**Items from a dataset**
○ ○ ○ ○

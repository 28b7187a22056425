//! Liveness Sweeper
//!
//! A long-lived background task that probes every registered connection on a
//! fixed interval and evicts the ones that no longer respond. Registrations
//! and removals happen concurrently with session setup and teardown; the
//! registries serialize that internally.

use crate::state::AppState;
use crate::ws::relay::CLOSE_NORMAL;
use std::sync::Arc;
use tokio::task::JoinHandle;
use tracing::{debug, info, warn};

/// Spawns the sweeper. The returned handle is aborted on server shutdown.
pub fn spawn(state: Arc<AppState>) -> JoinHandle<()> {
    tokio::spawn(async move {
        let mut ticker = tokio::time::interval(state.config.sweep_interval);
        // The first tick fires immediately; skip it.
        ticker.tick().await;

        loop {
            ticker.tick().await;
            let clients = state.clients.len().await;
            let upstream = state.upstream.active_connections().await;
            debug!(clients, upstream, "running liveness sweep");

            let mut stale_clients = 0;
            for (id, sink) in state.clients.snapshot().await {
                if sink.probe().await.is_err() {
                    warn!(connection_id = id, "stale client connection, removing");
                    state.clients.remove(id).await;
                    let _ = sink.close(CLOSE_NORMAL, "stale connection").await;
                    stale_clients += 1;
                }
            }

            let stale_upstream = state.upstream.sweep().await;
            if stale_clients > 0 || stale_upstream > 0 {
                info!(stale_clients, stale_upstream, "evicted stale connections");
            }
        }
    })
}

○ ○ ○ ○

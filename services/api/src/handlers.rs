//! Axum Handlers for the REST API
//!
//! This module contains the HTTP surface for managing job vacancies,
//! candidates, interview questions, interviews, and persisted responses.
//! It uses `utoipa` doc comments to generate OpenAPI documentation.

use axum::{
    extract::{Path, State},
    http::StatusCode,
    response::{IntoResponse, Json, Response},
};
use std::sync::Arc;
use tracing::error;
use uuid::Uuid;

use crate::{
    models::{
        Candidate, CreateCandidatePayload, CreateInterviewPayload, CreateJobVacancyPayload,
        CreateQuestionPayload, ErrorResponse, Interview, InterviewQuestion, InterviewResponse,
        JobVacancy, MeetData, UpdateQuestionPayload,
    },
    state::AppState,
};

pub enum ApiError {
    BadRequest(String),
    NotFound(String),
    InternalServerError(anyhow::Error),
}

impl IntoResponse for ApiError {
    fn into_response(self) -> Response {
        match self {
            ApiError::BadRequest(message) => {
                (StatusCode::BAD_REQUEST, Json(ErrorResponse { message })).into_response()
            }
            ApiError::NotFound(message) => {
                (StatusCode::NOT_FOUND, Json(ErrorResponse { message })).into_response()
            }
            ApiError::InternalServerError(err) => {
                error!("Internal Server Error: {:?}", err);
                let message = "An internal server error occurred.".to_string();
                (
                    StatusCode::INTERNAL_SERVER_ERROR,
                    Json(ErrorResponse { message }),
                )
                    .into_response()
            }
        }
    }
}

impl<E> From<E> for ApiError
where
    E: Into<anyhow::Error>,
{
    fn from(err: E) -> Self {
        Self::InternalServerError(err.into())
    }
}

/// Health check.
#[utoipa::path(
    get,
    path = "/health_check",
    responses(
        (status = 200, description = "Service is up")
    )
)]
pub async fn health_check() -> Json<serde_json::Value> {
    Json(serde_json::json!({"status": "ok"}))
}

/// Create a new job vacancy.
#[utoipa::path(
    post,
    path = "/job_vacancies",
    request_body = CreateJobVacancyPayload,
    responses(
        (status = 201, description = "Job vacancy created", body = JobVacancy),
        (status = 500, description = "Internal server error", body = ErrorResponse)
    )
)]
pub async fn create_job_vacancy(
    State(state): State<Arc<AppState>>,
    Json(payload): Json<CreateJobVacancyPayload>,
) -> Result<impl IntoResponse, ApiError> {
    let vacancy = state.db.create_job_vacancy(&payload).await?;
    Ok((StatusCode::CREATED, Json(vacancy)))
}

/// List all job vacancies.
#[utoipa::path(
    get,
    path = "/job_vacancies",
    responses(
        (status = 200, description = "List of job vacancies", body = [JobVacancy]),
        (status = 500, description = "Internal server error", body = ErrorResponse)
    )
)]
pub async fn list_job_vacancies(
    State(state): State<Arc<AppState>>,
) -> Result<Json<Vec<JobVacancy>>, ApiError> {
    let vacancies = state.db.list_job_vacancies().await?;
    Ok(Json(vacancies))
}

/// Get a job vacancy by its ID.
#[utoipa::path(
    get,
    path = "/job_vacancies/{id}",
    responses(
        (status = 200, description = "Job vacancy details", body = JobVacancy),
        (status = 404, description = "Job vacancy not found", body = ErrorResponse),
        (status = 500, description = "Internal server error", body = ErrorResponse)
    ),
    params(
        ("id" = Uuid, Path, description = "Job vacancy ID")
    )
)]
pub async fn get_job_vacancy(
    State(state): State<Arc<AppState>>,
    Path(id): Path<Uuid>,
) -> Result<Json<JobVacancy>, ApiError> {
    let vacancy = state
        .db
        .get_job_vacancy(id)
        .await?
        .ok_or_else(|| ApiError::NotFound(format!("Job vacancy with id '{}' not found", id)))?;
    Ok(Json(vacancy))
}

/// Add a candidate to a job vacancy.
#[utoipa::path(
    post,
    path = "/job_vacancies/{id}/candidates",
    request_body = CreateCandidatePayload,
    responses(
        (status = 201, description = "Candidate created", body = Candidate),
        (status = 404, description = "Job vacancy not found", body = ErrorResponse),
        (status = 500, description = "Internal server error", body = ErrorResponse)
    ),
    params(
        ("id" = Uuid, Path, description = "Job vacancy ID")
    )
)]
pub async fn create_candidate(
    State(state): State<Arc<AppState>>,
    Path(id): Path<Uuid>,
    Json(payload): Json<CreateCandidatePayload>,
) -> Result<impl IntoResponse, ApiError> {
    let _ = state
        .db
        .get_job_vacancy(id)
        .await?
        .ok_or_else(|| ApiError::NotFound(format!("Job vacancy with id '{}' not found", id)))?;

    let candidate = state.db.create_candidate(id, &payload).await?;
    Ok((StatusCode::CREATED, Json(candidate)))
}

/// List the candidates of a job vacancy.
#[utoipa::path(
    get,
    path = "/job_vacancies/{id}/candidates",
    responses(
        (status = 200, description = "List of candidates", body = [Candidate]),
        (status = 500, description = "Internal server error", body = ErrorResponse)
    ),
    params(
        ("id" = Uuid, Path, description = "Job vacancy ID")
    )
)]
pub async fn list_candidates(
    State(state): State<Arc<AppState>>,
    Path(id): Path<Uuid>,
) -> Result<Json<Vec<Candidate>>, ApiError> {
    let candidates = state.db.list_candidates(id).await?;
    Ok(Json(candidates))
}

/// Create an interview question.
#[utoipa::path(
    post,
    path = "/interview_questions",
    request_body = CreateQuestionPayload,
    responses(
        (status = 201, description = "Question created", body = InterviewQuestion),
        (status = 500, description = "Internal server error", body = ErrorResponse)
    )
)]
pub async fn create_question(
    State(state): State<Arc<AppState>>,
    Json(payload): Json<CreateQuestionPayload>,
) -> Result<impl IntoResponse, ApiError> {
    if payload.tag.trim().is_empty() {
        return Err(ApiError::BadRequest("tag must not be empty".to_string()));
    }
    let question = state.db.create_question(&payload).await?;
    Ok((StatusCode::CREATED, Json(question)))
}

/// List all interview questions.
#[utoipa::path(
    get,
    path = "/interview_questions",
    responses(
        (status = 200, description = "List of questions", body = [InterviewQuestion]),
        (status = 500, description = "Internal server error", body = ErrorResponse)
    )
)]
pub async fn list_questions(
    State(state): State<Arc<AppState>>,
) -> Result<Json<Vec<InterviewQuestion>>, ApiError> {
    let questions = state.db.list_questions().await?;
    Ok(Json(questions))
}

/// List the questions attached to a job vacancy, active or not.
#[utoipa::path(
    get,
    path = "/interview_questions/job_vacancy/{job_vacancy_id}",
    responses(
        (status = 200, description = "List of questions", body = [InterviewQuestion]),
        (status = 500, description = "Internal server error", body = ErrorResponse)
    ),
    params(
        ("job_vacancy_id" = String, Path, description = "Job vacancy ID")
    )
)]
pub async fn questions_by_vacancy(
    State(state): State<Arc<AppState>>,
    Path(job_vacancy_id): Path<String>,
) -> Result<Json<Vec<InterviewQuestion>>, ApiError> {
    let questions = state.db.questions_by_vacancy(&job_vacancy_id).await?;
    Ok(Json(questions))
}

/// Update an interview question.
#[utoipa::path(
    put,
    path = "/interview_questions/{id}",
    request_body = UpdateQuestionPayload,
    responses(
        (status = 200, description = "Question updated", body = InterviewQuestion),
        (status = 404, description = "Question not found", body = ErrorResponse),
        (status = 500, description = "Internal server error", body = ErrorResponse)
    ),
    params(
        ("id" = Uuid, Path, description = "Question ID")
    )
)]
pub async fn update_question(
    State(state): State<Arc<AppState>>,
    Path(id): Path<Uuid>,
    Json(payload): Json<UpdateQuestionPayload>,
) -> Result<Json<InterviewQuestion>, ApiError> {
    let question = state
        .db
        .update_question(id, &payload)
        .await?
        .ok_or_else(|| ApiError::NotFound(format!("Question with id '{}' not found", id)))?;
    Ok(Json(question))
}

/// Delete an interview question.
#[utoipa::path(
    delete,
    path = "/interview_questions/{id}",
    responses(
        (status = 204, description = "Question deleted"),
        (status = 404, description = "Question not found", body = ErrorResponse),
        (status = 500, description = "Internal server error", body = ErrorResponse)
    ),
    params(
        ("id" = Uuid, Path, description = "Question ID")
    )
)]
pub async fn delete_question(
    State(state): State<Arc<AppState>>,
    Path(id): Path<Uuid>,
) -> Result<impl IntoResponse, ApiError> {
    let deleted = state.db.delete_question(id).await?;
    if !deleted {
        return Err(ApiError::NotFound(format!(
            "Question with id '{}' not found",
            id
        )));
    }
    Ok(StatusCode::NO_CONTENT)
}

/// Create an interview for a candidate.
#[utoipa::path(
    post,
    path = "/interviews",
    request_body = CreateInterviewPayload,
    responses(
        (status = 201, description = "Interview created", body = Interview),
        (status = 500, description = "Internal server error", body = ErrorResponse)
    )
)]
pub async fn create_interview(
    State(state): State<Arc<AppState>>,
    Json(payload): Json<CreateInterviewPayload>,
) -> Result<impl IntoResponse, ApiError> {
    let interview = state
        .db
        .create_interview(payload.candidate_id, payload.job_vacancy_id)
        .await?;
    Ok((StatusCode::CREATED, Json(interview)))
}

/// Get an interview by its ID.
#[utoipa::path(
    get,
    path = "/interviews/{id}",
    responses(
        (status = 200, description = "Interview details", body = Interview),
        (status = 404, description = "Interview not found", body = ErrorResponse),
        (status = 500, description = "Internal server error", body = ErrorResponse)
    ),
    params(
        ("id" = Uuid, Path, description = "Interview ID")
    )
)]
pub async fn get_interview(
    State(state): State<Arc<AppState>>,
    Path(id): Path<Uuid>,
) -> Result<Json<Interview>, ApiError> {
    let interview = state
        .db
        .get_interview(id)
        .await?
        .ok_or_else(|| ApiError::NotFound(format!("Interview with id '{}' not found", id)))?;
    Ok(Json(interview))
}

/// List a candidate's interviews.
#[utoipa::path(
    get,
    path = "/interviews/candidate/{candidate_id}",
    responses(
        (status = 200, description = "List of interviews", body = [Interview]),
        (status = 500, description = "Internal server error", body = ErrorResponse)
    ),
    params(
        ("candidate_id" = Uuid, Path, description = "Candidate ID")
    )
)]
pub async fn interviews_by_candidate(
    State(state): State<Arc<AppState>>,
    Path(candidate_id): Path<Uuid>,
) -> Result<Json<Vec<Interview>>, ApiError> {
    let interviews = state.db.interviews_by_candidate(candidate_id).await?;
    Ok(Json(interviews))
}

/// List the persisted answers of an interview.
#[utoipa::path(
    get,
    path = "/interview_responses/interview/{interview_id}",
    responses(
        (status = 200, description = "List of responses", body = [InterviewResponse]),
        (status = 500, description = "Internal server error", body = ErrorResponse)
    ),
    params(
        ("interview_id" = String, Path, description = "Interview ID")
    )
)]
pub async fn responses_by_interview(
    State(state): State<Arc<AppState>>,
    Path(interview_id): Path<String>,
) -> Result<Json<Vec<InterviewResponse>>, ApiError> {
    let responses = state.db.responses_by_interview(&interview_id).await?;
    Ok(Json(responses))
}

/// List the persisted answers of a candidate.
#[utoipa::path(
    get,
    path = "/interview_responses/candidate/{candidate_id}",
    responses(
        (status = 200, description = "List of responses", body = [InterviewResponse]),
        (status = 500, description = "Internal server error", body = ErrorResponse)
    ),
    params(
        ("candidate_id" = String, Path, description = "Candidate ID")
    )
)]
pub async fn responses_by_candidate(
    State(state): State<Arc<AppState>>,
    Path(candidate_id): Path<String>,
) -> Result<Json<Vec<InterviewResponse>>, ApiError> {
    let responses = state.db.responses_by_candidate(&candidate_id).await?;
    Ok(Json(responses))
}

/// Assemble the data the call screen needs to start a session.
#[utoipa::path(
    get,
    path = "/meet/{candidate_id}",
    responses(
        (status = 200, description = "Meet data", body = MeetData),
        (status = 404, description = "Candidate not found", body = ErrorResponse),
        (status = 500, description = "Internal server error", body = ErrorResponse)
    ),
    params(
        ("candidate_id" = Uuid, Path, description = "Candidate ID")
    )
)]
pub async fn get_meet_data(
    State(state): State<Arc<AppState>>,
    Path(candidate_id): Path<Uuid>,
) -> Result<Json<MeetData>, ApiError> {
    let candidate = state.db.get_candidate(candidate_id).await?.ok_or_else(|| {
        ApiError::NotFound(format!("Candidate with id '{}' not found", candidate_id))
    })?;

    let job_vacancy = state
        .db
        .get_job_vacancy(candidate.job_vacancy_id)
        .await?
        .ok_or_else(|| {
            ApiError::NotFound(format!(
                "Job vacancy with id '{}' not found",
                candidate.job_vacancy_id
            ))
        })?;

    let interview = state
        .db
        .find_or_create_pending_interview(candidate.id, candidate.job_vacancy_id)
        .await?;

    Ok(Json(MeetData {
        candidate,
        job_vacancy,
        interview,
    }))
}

○ ○ ○ ○

**Task details**
Collect the lines of the data that carry the word "format".

**Expected output**
        .ok_or_else(|| ApiError::NotFound(format!("Job vacancy with id '{}' not found", id)))?;
        .ok_or_else(|| ApiError::NotFound(format!("Job vacancy with id '{}' not found", id)))?;
        .ok_or_else(|| ApiError::NotFound(format!("Question with id '{}' not found", id)))?;
        return Err(ApiError::NotFound(format!(
        .ok_or_else(|| ApiError::NotFound(format!("Interview with id '{}' not found", id)))?;
        ApiError::NotFound(format!("Candidate with id '{}' not found", candidate_id))
            ApiError::NotFound(format!(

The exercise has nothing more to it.